THE PROBLEM
Which lines in the data contain the word "Some"? Please copy each of them.

====== GIVEN DATA ======

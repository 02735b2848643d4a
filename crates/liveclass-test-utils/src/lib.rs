//! # Live Classes Test Utilities
//!
//! Shared test utilities for the session client.
//!
//! This crate provides:
//! - Fake backend (`FakeBackend`): the REST surface served over HTTP from an
//!   in-memory store, for integration tests of the real HTTP transport
//!
//! ## Usage
//!
//! ```rust,ignore
//! use liveclass_test_utils::FakeBackend;
//!
//! #[tokio::test]
//! async fn test_example() -> anyhow::Result<()> {
//!     let backend = FakeBackend::spawn().await?;
//!     let client = LiveClassClient::connect(&ClientConfig::new(backend.url()))?;
//!
//!     let session = client.repository.create("Algebra 101", None).await?;
//!     assert_eq!(backend.api().call_count().await, 1);
//!     Ok(())
//! }
//! ```

pub mod fake_backend;

// Re-export commonly used items
pub use fake_backend::*;
use clap::Parser;
use kiln::cli::Args;
use std::ffi::OsString;

fn make_args(args: &[&str]) -> Vec<OsString> {
    let mut res = vec![OsString::from("kiln")];
    res.extend(args.iter().map(OsString::from));
    res
}

#[test]
fn test_basic_args() {
    let args = make_args(&["cool-tool"]);
    let parsed = Args::try_parse_from(args).unwrap();

    assert_eq!(parsed.project_name, "cool-tool");
    assert_eq!(parsed.author, "Author Name");
    assert_eq!(parsed.version, "0.1.0");
    assert_eq!(parsed.python_version, "3.9");
    assert_eq!(parsed.branch, "main");
    assert!(parsed.description.is_none());
    assert!(parsed.import_name.is_none());
    assert!(parsed.org.is_none());
    assert!(!parsed.private);
    assert!(!parsed.no_init);
    assert!(!parsed.verbose);
}

#[test]
fn test_all_options() {
    let args = make_args(&[
        "cool-tool",
        "--author",
        "Jane Doe",
        "--description",
        "A very cool tool",
        "--import-name",
        "cooltool",
        "--version",
        "1.2.3",
        "--python-version",
        "3.11",
        "--private",
        "--branch",
        "trunk",
        "--org",
        "cool-org",
        "--no-init",
        "--verbose",
    ]);
    let parsed = Args::try_parse_from(args).unwrap();

    assert_eq!(parsed.author, "Jane Doe");
    assert_eq!(parsed.description.as_deref(), Some("A very cool tool"));
    assert_eq!(parsed.import_name.as_deref(), Some("cooltool"));
    assert_eq!(parsed.version, "1.2.3");
    assert_eq!(parsed.python_version, "3.11");
    assert_eq!(parsed.branch, "trunk");
    assert_eq!(parsed.org.as_deref(), Some("cool-org"));
    assert!(parsed.private);
    assert!(parsed.no_init);
    assert!(parsed.verbose);
}

#[test]
fn test_short_flags() {
    let args = make_args(&[
        "-a", "Jane Doe", "-d", "desc", "-i", "cooltool", "-p", "3.12", "-b", "dev", "-v",
        "cool-tool",
    ]);
    let parsed = Args::try_parse_from(args).unwrap();

    assert_eq!(parsed.project_name, "cool-tool");
    assert_eq!(parsed.author, "Jane Doe");
    assert_eq!(parsed.description.as_deref(), Some("desc"));
    assert_eq!(parsed.import_name.as_deref(), Some("cooltool"));
    assert_eq!(parsed.python_version, "3.12");
    assert_eq!(parsed.branch, "dev");
    assert!(parsed.verbose);
}

#[test]
fn test_version_option_is_project_version() {
    // --version is the generated project's version, not an app version flag
    let args = make_args(&["--version", "2.0.0", "cool-tool"]);
    let parsed = Args::try_parse_from(args).unwrap();
    assert_eq!(parsed.version, "2.0.0");
}

#[test]
fn test_missing_project_name() {
    let args = make_args(&["--author", "Jane Doe"]);
    assert!(Args::try_parse_from(args).is_err());
}

#[test]
fn test_too_many_args() {
    let args = make_args(&["cool-tool", "extra"]);
    assert!(Args::try_parse_from(args).is_err());
}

======

RESULT
    assert_eq!(parsed.description.as_deref(), Some("A very cool tool"));
    assert_eq!(parsed.import_name.as_deref(), Some("cooltool"));
    assert_eq!(parsed.org.as_deref(), Some("cool-org"));
    assert_eq!(parsed.description.as_deref(), Some("desc"));
    assert_eq!(parsed.import_name.as_deref(), Some("cooltool"));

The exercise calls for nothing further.